The goal is to significantly reduce harmful emissions of a particularly polluted sector. The package is part of the “Fit for 55” environmental policy which aims to reduce carbon dioxide by 55% by 2030, compared to 1990 data.
From 2030 onwards, new private buildings must not produce harmful emissions (the date for public buildings has been brought forward to 2027). Concretely, this means that “buildings should consume as little energy, be powered by renewable sources as possible, and not have to emit carbon emissions from fossil fuels locally,” the commission explains in just-published documents.
The new minimum standards
Community proposals also introduce new minimum standards. The goal is to improve energy efficiency, ranked on a scale, from A (most efficient) to G (least efficient). In this regard, Brussels proposes that 15% of the stock of the worst performing buildings in each member country move from Class G to Class F by 2027 and to Class E by 2030 for public and non-residential buildings. Instead they will have until 2030 to bring their degree to F and until 2033 to bring it to E.

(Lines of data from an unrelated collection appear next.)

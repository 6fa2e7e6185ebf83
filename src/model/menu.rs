//! The restaurant menu: dish label → base cooking time.
//!
//! The menu is shared by reference (`Arc<Menu>`) between the waiters, who pick
//! dishes from it, and the kitchen, which looks cooking times up when a chef
//! starts an order. It can be extended while the restaurant is running; a new
//! dish only affects orders that start cooking afterwards.

use crate::model::MenuError;
use dashmap::DashMap;
use rand::seq::SliceRandom;
use std::time::Duration;
use tracing::info;

/// Cooking time used for dishes the menu does not know.
pub const DEFAULT_COOK_TIME: Duration = Duration::from_millis(2000);

const HOUSE_DISHES: [(&str, u64); 12] = [
    ("Margherita Pizza", 3000),
    ("Pasta Carbonara", 2500),
    ("Ribeye Steak", 4000),
    ("Caesar Salad", 1500),
    ("Tom Yum Soup", 2000),
    ("Burger", 1800),
    ("Sushi Set", 3200),
    ("Tiramisu", 1200),
    ("Greek Salad", 1000),
    ("Lasagna", 2800),
    ("Grilled Fish", 2200),
    ("Creme Brulee", 1300),
];

#[derive(Debug)]
pub struct Menu {
    dishes: DashMap<String, Duration>,
    default_cook_time: Duration,
}

impl Menu {
    /// An empty menu using [`DEFAULT_COOK_TIME`] for unknown dishes.
    pub fn new() -> Self {
        Self::with_default_cook_time(DEFAULT_COOK_TIME)
    }

    pub fn with_default_cook_time(default_cook_time: Duration) -> Self {
        Self {
            dishes: DashMap::new(),
            default_cook_time,
        }
    }

    /// The twelve-dish house menu.
    pub fn house() -> Self {
        let menu = Self::new();
        for (label, ms) in HOUSE_DISHES {
            menu.dishes.insert(label.to_string(), Duration::from_millis(ms));
        }
        menu
    }

    /// Adds a dish, or replaces the cooking time of an existing one.
    ///
    /// `cook_time_ms` is signed because it usually comes straight from user
    /// input; zero and negative values are rejected. On error the menu is left
    /// untouched.
    pub fn add_dish(&self, label: &str, cook_time_ms: i64) -> Result<(), MenuError> {
        let label = label.trim();
        if label.is_empty() {
            return Err(MenuError::EmptyLabel);
        }
        if cook_time_ms <= 0 {
            return Err(MenuError::NonPositiveCookTime(cook_time_ms));
        }

        let cook_time = Duration::from_millis(cook_time_ms as u64);
        let previous = self.dishes.insert(label.to_string(), cook_time);
        info!(dish = label, cook_ms = cook_time_ms, replaced = previous.is_some(), "Dish added to menu");
        Ok(())
    }

    /// Base cooking time for `dish`, falling back to the default for unknown labels.
    pub fn cook_time(&self, dish: &str) -> Duration {
        self.dishes
            .get(dish)
            .map(|entry| *entry.value())
            .unwrap_or(self.default_cook_time)
    }

    pub fn contains(&self, dish: &str) -> bool {
        self.dishes.contains_key(dish)
    }

    pub fn default_cook_time(&self) -> Duration {
        self.default_cook_time
    }

    /// All dishes sorted by label.
    pub fn dishes(&self) -> Vec<(String, Duration)> {
        let mut dishes: Vec<_> = self
            .dishes
            .iter()
            .map(|entry| (entry.key().clone(), *entry.value()))
            .collect();
        dishes.sort_by(|a, b| a.0.cmp(&b.0));
        dishes
    }

    /// A uniformly random dish label, or `None` for an empty menu.
    pub fn random_dish(&self) -> Option<String> {
        let labels: Vec<String> = self.dishes.iter().map(|entry| entry.key().clone()).collect();
        labels.choose(&mut rand::thread_rng()).cloned()
    }

    pub fn len(&self) -> usize {
        self.dishes.len()
    }

    pub fn is_empty(&self) -> bool {
        self.dishes.is_empty()
    }
}

impl Default for Menu {
    fn default() -> Self {
        Self::new()
    }
}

The commission did not consider it necessary to introduce penalties (such as rent restrictions) in the event of non-renewal, denying alleged pressure from Brussels that spread in the Italian press in recent days. According to Articles 9 and 31 of the proposed directive, any choice is left to governments. In France, for example, a law passed in August states that owners cannot increase rents from 2022 and rent them from 2025 for homes that are more energy-intensive.